インターネットが普及し始めてから現在までの約20年間にわたるデジタル革命は、ネット上の「ウェブデータ」が主役だった。閲覧履歴、購買履歴、SNSの個人関連データなどが価値をもたらし、これらのウェブデータをうまく集めた企業が競争優位に立つことができた。
その代表格が、アメリカの大手IT企業である。グーグルやアマゾンなど、ウェブデータを握る企業がプラットフォーム(商品・サービスやコンテンツを集めた基盤)を構成し、そこにサードパーティが集まるエコシステム(様々な製品・サービスや企業・業界が連携することで競争力を生み出すビジネス生態系)を形成している。
主役はウェブデータからリアルデータへ
しかし、これからはリアルな世界の「リアルデータ」が主役になる。
私たちの周りにはデジタル化されていない膨大な物的資産と、経験と勘で行われてきた膨大なアナログプロセスがある。今、こうしたリアルな世界からデータを集める動きが活発になりつつある。
これから始まる物的資産のデジタル化でも、データを多く集めてプラットフォームを構成した者が勝つ。しかも、これまでにグーグルなどが集めてきたウェブデータに比べて、これから集めるリアルデータの量は比較にならないほど膨大だ。
リアルデータは製造業、農業、土木、都市などあらゆる産業セグメントにわたる。
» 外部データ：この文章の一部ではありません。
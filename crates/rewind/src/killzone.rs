//! Session kill zone boxes.
//!
//! Sessions are configured in a fixed reference timezone. For each calendar
//! day (in that zone) touched by the loaded candles, every enabled session
//! becomes a box spanning the high and low of the bars it overlaps.

use std::collections::BTreeSet;

use chrono::{DateTime, FixedOffset, NaiveDate};
use rewind_config::{KillZoneConfig, SessionConfig};
use rewind_core::{Candle, Timeframe};

const DAY_SECONDS: i64 = 86_400;

/// One rendered session box.
#[derive(Debug, Clone, PartialEq)]
pub struct KillZoneBox {
    pub session: String,
    /// Calendar day in the reference timezone.
    pub day: NaiveDate,
    pub start: i64,
    pub end: i64,
    pub high: f64,
    pub low: f64,
    pub mid: Option<f64>,
    pub extend_right: bool,
    pub color: [f32; 4],
    pub label: Option<String>,
}

/// Compute session boxes for `candles`.
///
/// Intraday sessions mean nothing on 4h and coarser bars, so nothing is
/// produced there. From 1h upward the box edges snap to bar boundaries.
pub fn compute_kill_zones(config: &KillZoneConfig, candles: &[Candle], timeframe: Timeframe) -> Vec<KillZoneBox> {
    if candles.is_empty() || timeframe.is_at_least(Timeframe::Hour4) {
        return Vec::new();
    }
    let Some(offset) = FixedOffset::east_opt(config.utc_offset_hours * 3600) else {
        log::warn!("Invalid kill zone UTC offset {}h", config.utc_offset_hours);
        return Vec::new();
    };

    let days: BTreeSet<NaiveDate> = candles
        .iter()
        .filter_map(|c| DateTime::from_timestamp(c.time, 0))
        .map(|utc| utc.with_timezone(&offset).date_naive())
        .collect();

    let mut boxes = Vec::new();
    for day in days {
        for session in config.sessions.iter().filter(|s| s.enabled) {
            if let Some(b) = session_box(config, session, day, offset, candles, timeframe) {
                boxes.push(b);
            }
        }
    }
    boxes
}

/// Epoch-second window `[start, end)` of a session on `day`.
///
/// A session whose end is not after its start wraps past midnight.
pub fn session_window(session: &SessionConfig, day: NaiveDate, offset: FixedOffset) -> (i64, i64) {
    let shift = i64::from(offset.local_minus_utc());
    let start = day.and_time(session.start).and_utc().timestamp() - shift;
    let mut end = day.and_time(session.end).and_utc().timestamp() - shift;
    if end <= start {
        end += DAY_SECONDS;
    }
    (start, end)
}

fn session_box(
    config: &KillZoneConfig,
    session: &SessionConfig,
    day: NaiveDate,
    offset: FixedOffset,
    candles: &[Candle],
    timeframe: Timeframe,
) -> Option<KillZoneBox> {
    let bar = timeframe.seconds();
    let (start, end) = session_window(session, day, offset);

    // Candles are sorted, so the overlapping bars form one contiguous run.
    let lo = candles.partition_point(|c| c.end_time(bar) <= start);
    let hi = candles.partition_point(|c| c.time < end);
    let selected = candles.get(lo..hi).filter(|s| !s.is_empty())?;

    let high = selected.iter().map(|c| c.high).fold(f64::MIN, f64::max);
    let low = selected.iter().map(|c| c.low).fold(f64::MAX, f64::min);

    let (start, end) = if timeframe.is_at_least(Timeframe::Hour1) {
        (selected[0].time, selected[selected.len() - 1].end_time(bar))
    } else {
        (start, end)
    };

    Some(KillZoneBox {
        session: session.name.clone(),
        day,
        start,
        end,
        high,
        low,
        mid: config.show_midline.then_some((high + low) / 2.0),
        extend_right: config.extend_right,
        color: session.color,
        label: session.show_label.then(|| session.name.clone()),
    })
}
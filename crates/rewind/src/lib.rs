//! Rewind - interaction and playback core for a chart replay tool.
//!
//! This crate sits between a charting library and the host application:
//! - `coords` / `viewport` - pixel, logical and time/price conversions
//! - `snap` - magnet snapping and angle constraints
//! - `drawing` - annotation tools, hit testing, selection and drags
//! - `killzone` - trading session boxes
//! - `trades` - draggable entry, stop-loss and take-profit lines
//! - `playback` - bar-by-bar replay engine and its async driver
//! - `pane` - pane identity, range sync and the chart adapter trait
//! - `scene` - per-pane primitives for the host to paint
//!
//! Nothing here persists data. Changes the host should apply are published as
//! [`ChartEvent`]s on an [`EventBus`].

pub mod coords;
pub mod drawing;
pub mod error;
pub mod events;
pub mod killzone;
pub mod pane;
pub mod playback;
pub mod scene;
pub mod snap;
pub mod trades;
pub mod viewport;

pub use coords::CoordinateMapper;
pub use drawing::{Drawing, DrawingId, DrawingKind, DrawingManager, DrawingTool, InteractionContext};
pub use error::ReplayError;
pub use events::{ChartEvent, DrawingEvent, EventBus, Modifiers, TradeEvent, ViewEvent};
pub use killzone::{compute_kill_zones, KillZoneBox};
pub use pane::{ChartPane, IndicatorKind, LogicalRange, PaneId, PaneRegistry};
pub use playback::{LoadParams, Phase, PlaybackCommand, PlaybackDriver, PlaybackEngine, PlaybackEvent};
pub use scene::{build_scene, DrawPrimitive, Scene, SceneInput};
pub use snap::{constrain_angle, snap_price};
pub use trades::{Trade, TradeId, TradeOverlay};
pub use viewport::{LinearPane, ScreenPos};
//! Interactive drawing tools for chart annotations.

mod hit;
mod state;
mod types;

pub use hit::{hit_test, HANDLE_RADIUS_PX};
pub use state::{DrawingManager, DrawingTool, InteractionContext, ToolState};
pub use types::{
    default_fib_levels, fib_price, Bracket, ControlPoint, Drawing, DrawingId, DrawingKind, FibLevel,
    LineStyle, Side, Stroke, DEFAULT_DRAWING_COLOR, PREVIEW_DRAWING_COLOR, STOP_ZONE_COLOR,
    TARGET_ZONE_COLOR,
};
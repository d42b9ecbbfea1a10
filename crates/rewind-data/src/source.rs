//! Candle source trait definition.

use std::future::Future;

use rewind_core::{Candle, Timeframe};

use crate::CancelToken;

/// Asynchronous provider of historical candle ranges.
///
/// Every method returns candles in ascending time order. An empty vector means
/// "no more data in that direction", never an error. Errors use `anyhow::Result`
/// so network, file and database backends can report their own causes.
pub trait CandleSource {
    /// Up to `count` most recent candles with `time <= before`.
    fn fetch_context(
        &self,
        symbol: &str,
        timeframe: Timeframe,
        before: i64,
        count: usize,
        cancel: &CancelToken,
    ) -> impl Future<Output = anyhow::Result<Vec<Candle>>>;

    /// Up to `count` earliest candles with `time >= after`.
    fn fetch_future(
        &self,
        symbol: &str,
        timeframe: Timeframe,
        after: i64,
        count: usize,
        cancel: Option<&CancelToken>,
    ) -> impl Future<Output = anyhow::Result<Vec<Candle>>>;

    /// The first candle the dataset holds, if any.
    fn fetch_first(
        &self,
        symbol: &str,
        timeframe: Timeframe,
        cancel: Option<&CancelToken>,
    ) -> impl Future<Output = anyhow::Result<Option<Candle>>>;

    /// Up to `count` most recent candles with `time < before`.
    fn fetch_history(
        &self,
        symbol: &str,
        timeframe: Timeframe,
        before: i64,
        count: usize,
    ) -> impl Future<Output = anyhow::Result<Vec<Candle>>>;
}
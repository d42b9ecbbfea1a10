//! In-memory candle source.

use std::collections::HashMap;
use std::sync::atomic::{AtomicUsize, Ordering};

use anyhow::bail;
use rewind_core::{Candle, Timeframe};

use crate::validation::is_strictly_ascending;
use crate::{CancelToken, CandleSource};

/// Serves fixed candle sets keyed by symbol and timeframe.
///
/// Used by headless hosts (the CSV loader builds one) and by tests, which can
/// inspect how many fetches were issued.
#[derive(Debug, Default)]
pub struct MemorySource {
    series: HashMap<(String, Timeframe), Vec<Candle>>,
    fetches: AtomicUsize,
}

impl MemorySource {
    pub fn new() -> Self {
        Self::default()
    }

    /// Register candles for a symbol/timeframe pair.
    ///
    /// Input is sorted and deduplicated by time, keeping the last occurrence.
    pub fn insert(&mut self, symbol: &str, timeframe: Timeframe, mut candles: Vec<Candle>) {
        if !is_strictly_ascending(&candles) {
            candles.sort_by_key(|c| c.time);
            candles.reverse();
            candles.dedup_by_key(|c| c.time);
            candles.reverse();
        }
        self.series.insert((symbol.to_string(), timeframe), candles);
    }

    /// Builder-style variant of [`MemorySource::insert`].
    #[must_use]
    pub fn with_series(mut self, symbol: &str, timeframe: Timeframe, candles: Vec<Candle>) -> Self {
        self.insert(symbol, timeframe, candles);
        self
    }

    /// Candles registered for a pair.
    pub fn candles(&self, symbol: &str, timeframe: Timeframe) -> &[Candle] {
        self.series
            .get(&(symbol.to_string(), timeframe))
            .map(Vec::as_slice)
            .unwrap_or(&[])
    }

    /// Number of fetch calls served so far.
    pub fn fetch_count(&self) -> usize {
        self.fetches.load(Ordering::Relaxed)
    }

    fn record(&self) {
        self.fetches.fetch_add(1, Ordering::Relaxed);
    }
}

fn check(cancel: Option<&CancelToken>) -> anyhow::Result<()> {
    if cancel.is_some_and(CancelToken::is_cancelled) {
        bail!("fetch cancelled");
    }
    Ok(())
}

impl CandleSource for MemorySource {
    async fn fetch_context(
        &self,
        symbol: &str,
        timeframe: Timeframe,
        before: i64,
        count: usize,
        cancel: &CancelToken,
    ) -> anyhow::Result<Vec<Candle>> {
        self.record();
        check(Some(cancel))?;
        let candles = self.candles(symbol, timeframe);
        let end = candles.partition_point(|c| c.time <= before);
        let start = end.saturating_sub(count);
        Ok(candles[start..end].to_vec())
    }

    async fn fetch_future(
        &self,
        symbol: &str,
        timeframe: Timeframe,
        after: i64,
        count: usize,
        cancel: Option<&CancelToken>,
    ) -> anyhow::Result<Vec<Candle>> {
        self.record();
        check(cancel)?;
        let candles = self.candles(symbol, timeframe);
        let start = candles.partition_point(|c| c.time < after);
        let end = (start + count).min(candles.len());
        Ok(candles[start..end].to_vec())
    }

    async fn fetch_first(
        &self,
        symbol: &str,
        timeframe: Timeframe,
        cancel: Option<&CancelToken>,
    ) -> anyhow::Result<Option<Candle>> {
        self.record();
        check(cancel)?;
        Ok(self.candles(symbol, timeframe).first().copied())
    }

    async fn fetch_history(
        &self,
        symbol: &str,
        timeframe: Timeframe,
        before: i64,
        count: usize,
    ) -> anyhow::Result<Vec<Candle>> {
        self.record();
        let candles = self.candles(symbol, timeframe);
        let end = candles.partition_point(|c| c.time < before);
        let start = end.saturating_sub(count);
        Ok(candles[start..end].to_vec())
    }
}

#[cfg(test)]
mod tests {
    use super::*;

    fn source() -> MemorySource {
        let candles = (0..10).map(|i| Candle::flat(i * 60, i as f64)).collect();
        MemorySource::new().with_series("EURUSD", Timeframe::Min1, candles)
    }

    #[tokio::test]
    async fn test_context_is_inclusive() {
        let src = source();
        let token = CancelToken::new();
        let got = src
            .fetch_context("EURUSD", Timeframe::Min1, 300, 3, &token)
            .await
            .unwrap();
        let times: Vec<i64> = got.iter().map(|c| c.time).collect();
        assert_eq!(times, vec![180, 240, 300]);
    }

    #[tokio::test]
    async fn test_future_and_history() {
        let src = source();
        let fut = src
            .fetch_future("EURUSD", Timeframe::Min1, 450, 2, None)
            .await
            .unwrap();
        assert_eq!(fut.iter().map(|c| c.time).collect::<Vec<_>>(), vec![480, 540]);

        let hist = src.fetch_history("EURUSD", Timeframe::Min1, 120, 10).await.unwrap();
        assert_eq!(hist.iter().map(|c| c.time).collect::<Vec<_>>(), vec![0, 60]);
        assert_eq!(src.fetch_count(), 2);
    }

    #[tokio::test]
    async fn test_unknown_symbol_is_empty() {
        let src = source();
        let first = src.fetch_first("GBPUSD", Timeframe::Min1, None).await.unwrap();
        assert!(first.is_none());
    }

    #[tokio::test]
    async fn test_cancelled_fetch_fails() {
        let src = source();
        let token = CancelToken::new();
        token.cancel();
        let result = src.fetch_context("EURUSD", Timeframe::Min1, 300, 3, &token).await;
        assert!(result.is_err());
    }

    #[test]
    fn test_insert_dedups() {
        let mut src = MemorySource::new();
        src.insert(
            "X",
            Timeframe::Min1,
            vec![Candle::flat(60, 1.0), Candle::flat(0, 0.5), Candle::flat(60, 2.0)],
        );
        let candles = src.candles("X", Timeframe::Min1);
        assert_eq!(candles.len(), 2);
        assert_eq!(candles[1].close, 2.0);
    }
}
現時点で膨大な量のリアルデータを収集している企業はない。つまり、誰にでも勝利をつかむチャンスがあるのだ。
デジタル化で収益増をとげた欧米スポーツ業界
具体例を見てみよう。例えば、アメリカのバスケットボール業界では、デジタル化投資が活発だ。
アリーナの天井に4台のカメラを設置し、撮影した映像をもとに選手の動きをデジタル化している。ある選手は何ヤード離れたところからシュートを打ち、その成功率は何%かなど、すべてのプレーをデータ化し、分析する。